As mutações suscitadas pela Reforma Trabalhista consolidaram os Cálculos Trabalhistas como fundamental qualificação da capacidade laboral de todas as partes que convivem com direitos dos empregados e, em especial, dos procuradores trabalhistas.

Ao definir a norma que, na petição trabalhista, o pedido deverá ser certo, determinado e com indicação de seu valor, sob pena de ser vetado sem resolução do mérito, a legislação extrapolou as metodologias de atuação da advocacia.

Dificultando a capacidade de patronear reclamações, a Reforma Trabalhista imutou a natura da advocacia trabalhista.
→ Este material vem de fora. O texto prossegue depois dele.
//! Checkout form validation and card classification.
//!
//! Both payment forms are validated on every change, not just on submit:
//! each schema is an explicit per-field rule table (field name → check →
//! message) evaluated into a field-keyed error map. Submission stays gated
//! while the map is non-empty.
//!
//! Card brand detection is a side-effect-free classification run per
//! keystroke; formatting into groups of four digits is independent of
//! validation.

use std::collections::BTreeMap;

use chrono::{DateTime, Utc};
use serde::{Deserialize, Serialize};

use crate::types::Email;

/// Field-keyed validation errors. Empty map means the form can be submitted.
pub type FieldErrors = BTreeMap<&'static str, &'static str>;

/// One entry in a form's rule table.
struct Rule<T> {
    field: &'static str,
    message: &'static str,
    check: fn(&T) -> bool,
}

fn run_rules<T>(form: &T, rules: &[Rule<T>]) -> FieldErrors {
    rules
        .iter()
        .filter(|rule| !(rule.check)(form))
        .map(|rule| (rule.field, rule.message))
        .collect()
}

fn non_empty(s: &str) -> bool {
    !s.trim().is_empty()
}

fn valid_email(s: &str) -> bool {
    Email::parse(s.trim()).is_ok()
}

fn digit_count(s: &str) -> usize {
    s.chars().filter(char::is_ascii_digit).count()
}

/// Minimum digits in a card number.
pub const MIN_CARD_DIGITS: usize = 16;
/// Minimum length of the expiration field (`MM/YY`).
pub const MIN_EXPIRATION_LEN: usize = 5;
/// Minimum length of the CVC field.
pub const MIN_CVC_LEN: usize = 3;

// =============================================================================
// Pay-now (card) form
// =============================================================================

/// The "pay now" card payment form.
#[derive(Debug, Clone, Default, PartialEq, Eq, Serialize, Deserialize)]
#[serde(rename_all = "camelCase", default)]
pub struct PayNowForm {
    pub email: String,
    pub card_number: String,
    pub expiration: String,
    pub cvc: String,
    pub cardholder_name: String,
    pub billing_address: String,
    pub city: String,
    pub zip: String,
    pub state: String,
    pub country: String,
    pub save_address: bool,
}

const PAY_NOW_RULES: &[Rule<PayNowForm>] = &[
    Rule {
        field: "email",
        message: "Enter a valid email address",
        check: |f| valid_email(&f.email),
    },
    Rule {
        field: "cardNumber",
        message: "Card number must have at least 16 digits",
        check: |f| digit_count(&f.card_number) >= MIN_CARD_DIGITS,
    },
    Rule {
        field: "expiration",
        message: "Enter the expiration as MM/YY",
        check: |f| f.expiration.trim().len() >= MIN_EXPIRATION_LEN,
    },
    Rule {
        field: "cvc",
        message: "CVC must have at least 3 digits",
        check: |f| f.cvc.trim().len() >= MIN_CVC_LEN,
    },
    Rule {
        field: "cardholderName",
        message: "Cardholder name is required",
        check: |f| non_empty(&f.cardholder_name),
    },
    Rule {
        field: "billingAddress",
        message: "Billing address is required",
        check: |f| non_empty(&f.billing_address),
    },
    Rule {
        field: "city",
        message: "City is required",
        check: |f| non_empty(&f.city),
    },
    Rule {
        field: "zip",
        message: "ZIP code is required",
        check: |f| non_empty(&f.zip),
    },
    Rule {
        field: "state",
        message: "State is required",
        check: |f| non_empty(&f.state),
    },
    Rule {
        field: "country",
        message: "Country is required",
        check: |f| non_empty(&f.country),
    },
];

impl PayNowForm {
    /// Evaluate the rule table.
    #[must_use]
    pub fn validate(&self) -> FieldErrors {
        run_rules(self, PAY_NOW_RULES)
    }

    /// Whether the submit control is enabled.
    #[must_use]
    pub fn is_valid(&self) -> bool {
        self.validate().is_empty()
    }
}

// =============================================================================
// Cash-on-delivery form
// =============================================================================

/// The cash-on-delivery form.
#[derive(Debug, Clone, Default, PartialEq, Eq, Serialize, Deserialize)]
#[serde(rename_all = "camelCase", default)]
pub struct CashOnDeliveryForm {
    pub email: String,
    pub first_name: String,
    pub last_name: String,
    pub address: String,
    pub city: String,
    pub postal_code: String,
    pub state: String,
    pub country: String,
    pub save_address: bool,
}

const COD_RULES: &[Rule<CashOnDeliveryForm>] = &[
    Rule {
        field: "email",
        message: "Enter a valid email address",
        check: |f| valid_email(&f.email),
    },
    Rule {
        field: "firstName",
        message: "First name is required",
        check: |f| non_empty(&f.first_name),
    },
    Rule {
        field: "lastName",
        message: "Last name is required",
        check: |f| non_empty(&f.last_name),
    },
    Rule {
        field: "address",
        message: "Address is required",
        check: |f| non_empty(&f.address),
    },
    Rule {
        field: "city",
        message: "City is required",
        check: |f| non_empty(&f.city),
    },
    Rule {
        field: "postalCode",
        message: "Postal code is required",
        check: |f| non_empty(&f.postal_code),
    },
    Rule {
        field: "state",
        message: "State is required",
        check: |f| non_empty(&f.state),
    },
    Rule {
        field: "country",
        message: "Country is required",
        check: |f| non_empty(&f.country),
    },
];

impl CashOnDeliveryForm {
    /// Evaluate the rule table.
    #[must_use]
    pub fn validate(&self) -> FieldErrors {
        run_rules(self, COD_RULES)
    }

    /// Whether the submit control is enabled.
    #[must_use]
    pub fn is_valid(&self) -> bool {
        self.validate().is_empty()
    }
}

// =============================================================================
// Card classification & formatting
// =============================================================================

/// Card issuer, detected from the number prefix.
#[derive(Debug, Clone, Copy, PartialEq, Eq, Serialize, Deserialize)]
#[serde(rename_all = "lowercase")]
pub enum CardBrand {
    Visa,
    Mastercard,
    Amex,
}

/// Classify a card number by issuer prefix.
///
/// Non-digits are ignored, so formatted input (`"4111 1111 ..."`) classifies
/// the same as raw digits. Prefixes: `4` → Visa, `51`–`55` → Mastercard,
/// `34`/`37` → Amex. Anything else clears the classification.
#[must_use]
pub fn detect_card_brand(input: &str) -> Option<CardBrand> {
    let digits: Vec<char> = input.chars().filter(char::is_ascii_digit).collect();

    match digits.first() {
        Some('4') => Some(CardBrand::Visa),
        Some('5') => match digits.get(1) {
            Some('1'..='5') => Some(CardBrand::Mastercard),
            _ => None,
        },
        Some('3') => match digits.get(1) {
            Some('4' | '7') => Some(CardBrand::Amex),
            _ => None,
        },
        _ => None,
    }
}

/// Re-format a card number into groups of four digits as the user types.
#[must_use]
pub fn format_card_number(input: &str) -> String {
    let digits: Vec<char> = input.chars().filter(char::is_ascii_digit).collect();
    digits
        .chunks(4)
        .map(|group| group.iter().collect::<String>())
        .collect::<Vec<_>>()
        .join(" ")
}

// =============================================================================
// Saved address
// =============================================================================

/// Address record persisted when the customer opts into "save address".
///
/// Field names are unified across both form variants: the pay-now billing
/// address and ZIP map onto `address`/`zip`, and the cardholder name is
/// split into first/last.
#[derive(Debug, Clone, Default, PartialEq, Eq, Serialize, Deserialize)]
#[serde(rename_all = "camelCase", default)]
pub struct SavedAddress {
    pub email: String,
    pub address: String,
    pub city: String,
    pub state: String,
    pub zip: String,
    pub country: String,
    pub first_name: String,
    pub last_name: String,
    pub saved_at: Option<DateTime<Utc>>,
}

impl SavedAddress {
    /// Build the unified record from a pay-now form.
    #[must_use]
    pub fn from_pay_now(form: &PayNowForm, saved_at: DateTime<Utc>) -> Self {
        let (first_name, last_name) = split_name(&form.cardholder_name);
        Self {
            email: form.email.trim().to_owned(),
            address: form.billing_address.trim().to_owned(),
            city: form.city.trim().to_owned(),
            state: form.state.trim().to_owned(),
            zip: form.zip.trim().to_owned(),
            country: form.country.trim().to_owned(),
            first_name,
            last_name,
            saved_at: Some(saved_at),
        }
    }

    /// Build the unified record from a cash-on-delivery form.
    #[must_use]
    pub fn from_cash_on_delivery(form: &CashOnDeliveryForm, saved_at: DateTime<Utc>) -> Self {
        Self {
            email: form.email.trim().to_owned(),
            address: form.address.trim().to_owned(),
            city: form.city.trim().to_owned(),
            state: form.state.trim().to_owned(),
            zip: form.postal_code.trim().to_owned(),
            country: form.country.trim().to_owned(),
            first_name: form.first_name.trim().to_owned(),
            last_name: form.last_name.trim().to_owned(),
            saved_at: Some(saved_at),
        }
    }
}

/// Split a full name at the first whitespace into (first, rest).
fn split_name(full: &str) -> (String, String) {
    let mut parts = full.trim().splitn(2, char::is_whitespace);
    let first = parts.next().unwrap_or_default().to_owned();
    let last = parts.next().unwrap_or_default().trim().to_owned();
    (first, last)
}

#[cfg(test)]
#[allow(clippy::unwrap_used)]
mod tests {
    use super::*;

    fn filled_pay_now() -> PayNowForm {
        PayNowForm {
            email: "jenny@example.com".to_owned(),
            card_number: "4111 1111 1111 1111".to_owned(),
            expiration: "12/28".to_owned(),
            cvc: "123".to_owned(),
            cardholder_name: "Jenny Rosen".to_owned(),
            billing_address: "27 Fredrick Ave".to_owned(),
            city: "Los Angeles".to_owned(),
            zip: "94025".to_owned(),
            state: "California".to_owned(),
            country: "United States".to_owned(),
            save_address: false,
        }
    }

    fn filled_cod() -> CashOnDeliveryForm {
        CashOnDeliveryForm {
            email: "jenny@example.com".to_owned(),
            first_name: "Jenny".to_owned(),
            last_name: "Rosen".to_owned(),
            address: "27 Fredrick Ave".to_owned(),
            city: "Los Angeles".to_owned(),
            postal_code: "94025".to_owned(),
            state: "California".to_owned(),
            country: "United States".to_owned(),
            save_address: false,
        }
    }

    #[test]
    fn test_empty_pay_now_blocks_submission() {
        let form = PayNowForm::default();
        let errors = form.validate();
        assert!(!form.is_valid());
        // Every field in the schema reports an error
        assert_eq!(errors.len(), 10);
        assert!(errors.contains_key("email"));
        assert!(errors.contains_key("cardNumber"));
    }

    #[test]
    fn test_filled_pay_now_enables_submission() {
        assert!(filled_pay_now().is_valid());
    }

    #[test]
    fn test_clearing_one_field_re_disables() {
        let mut form = filled_pay_now();
        form.city = String::new();
        let errors = form.validate();
        assert_eq!(errors.len(), 1);
        assert_eq!(errors.get("city"), Some(&"City is required"));
    }

    #[test]
    fn test_card_number_counts_digits_not_spaces() {
        let mut form = filled_pay_now();
        // 15 digits with separators mixed in
        form.card_number = "4111 1111 1111 111".to_owned();
        assert!(form.validate().contains_key("cardNumber"));
    }

    #[test]
    fn test_short_expiration_and_cvc() {
        let mut form = filled_pay_now();
        form.expiration = "1/28".to_owned();
        form.cvc = "12".to_owned();
        let errors = form.validate();
        assert!(errors.contains_key("expiration"));
        assert!(errors.contains_key("cvc"));
    }

    #[test]
    fn test_invalid_email_shape() {
        let mut form = filled_pay_now();
        form.email = "not-an-email".to_owned();
        assert!(form.validate().contains_key("email"));
    }

    #[test]
    fn test_empty_cod_blocks_submission() {
        let form = CashOnDeliveryForm::default();
        assert_eq!(form.validate().len(), 8);
    }

    #[test]
    fn test_filled_cod_enables_submission() {
        assert!(filled_cod().is_valid());
    }

    #[test]
    fn test_cod_field_keys_are_camel_case() {
        let mut form = filled_cod();
        form.postal_code = String::new();
        form.first_name = String::new();
        let errors = form.validate();
        assert!(errors.contains_key("postalCode"));
        assert!(errors.contains_key("firstName"));
    }

    #[test]
    fn test_detect_card_brand() {
        assert_eq!(detect_card_brand("4111111111111111"), Some(CardBrand::Visa));
        assert_eq!(
            detect_card_brand("5500000000000000"),
            Some(CardBrand::Mastercard)
        );
        assert_eq!(detect_card_brand("340000000000000"), Some(CardBrand::Amex));
        assert_eq!(detect_card_brand("370000000000000"), Some(CardBrand::Amex));
        assert_eq!(detect_card_brand("9999999999999999"), None);
        assert_eq!(detect_card_brand(""), None);
    }

    #[test]
    fn test_detect_card_brand_edge_prefixes() {
        // 50 and 56 fall outside the Mastercard range
        assert_eq!(detect_card_brand("5000"), None);
        assert_eq!(detect_card_brand("5600"), None);
        // 35 is not Amex
        assert_eq!(detect_card_brand("3500"), None);
        // Formatted input classifies the same as raw digits
        assert_eq!(detect_card_brand("4111 1111"), Some(CardBrand::Visa));
    }

    #[test]
    fn test_format_card_number_groups_of_four() {
        assert_eq!(
            format_card_number("4111111111111111"),
            "4111 1111 1111 1111"
        );
        assert_eq!(format_card_number("41111"), "4111 1");
        assert_eq!(format_card_number("4111-1111-19"), "4111 1111 19");
        assert_eq!(format_card_number(""), "");
    }

    #[test]
    fn test_saved_address_from_pay_now_unifies_fields() {
        let form = filled_pay_now();
        let saved = SavedAddress::from_pay_now(&form, Utc::now());

        assert_eq!(saved.address, "27 Fredrick Ave");
        assert_eq!(saved.zip, "94025");
        assert_eq!(saved.first_name, "Jenny");
        assert_eq!(saved.last_name, "Rosen");
        assert!(saved.saved_at.is_some());
    }

    #[test]
    fn test_saved_address_from_cod() {
        let form = filled_cod();
        let saved = SavedAddress::from_cash_on_delivery(&form, Utc::now());

        assert_eq!(saved.zip, "94025");
        assert_eq!(saved.first_name, "Jenny");
        assert_eq!(saved.last_name, "Rosen");
    }

    #[test]
    fn test_split_name_single_token() {
        let (first, last) = split_name("Cher");
        assert_eq!(first, "Cher");
        assert_eq!(last, "");
    }

    #[test]
    fn test_forms_deserialize_from_camel_case() {
        let form: PayNowForm = serde_json::from_str(
            r#"{"email":"a@b.c","cardNumber":"4111111111111111","saveAddress":true}"#,
        )
        .unwrap();
        assert_eq!(form.email, "a@b.c");
        assert!(form.save_address);
        // Missing fields default to empty and fail validation
        assert!(!form.is_valid());
    }
}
Não se discute, não obstante, a capacidade técnica de amoldagem da advocacia à nova condição.

Porquanto caducam depressa e uma vez que interligados à subsistência do trabalhador, os direitos empregatícios têm urgência.

Antigamente, a parte fundamental de uma ação trabalhista era sobre quais seriam os direitos da parte reivindicante. No presente, a devida estimação dos mesmos aludidos direitos tornou-se primordial.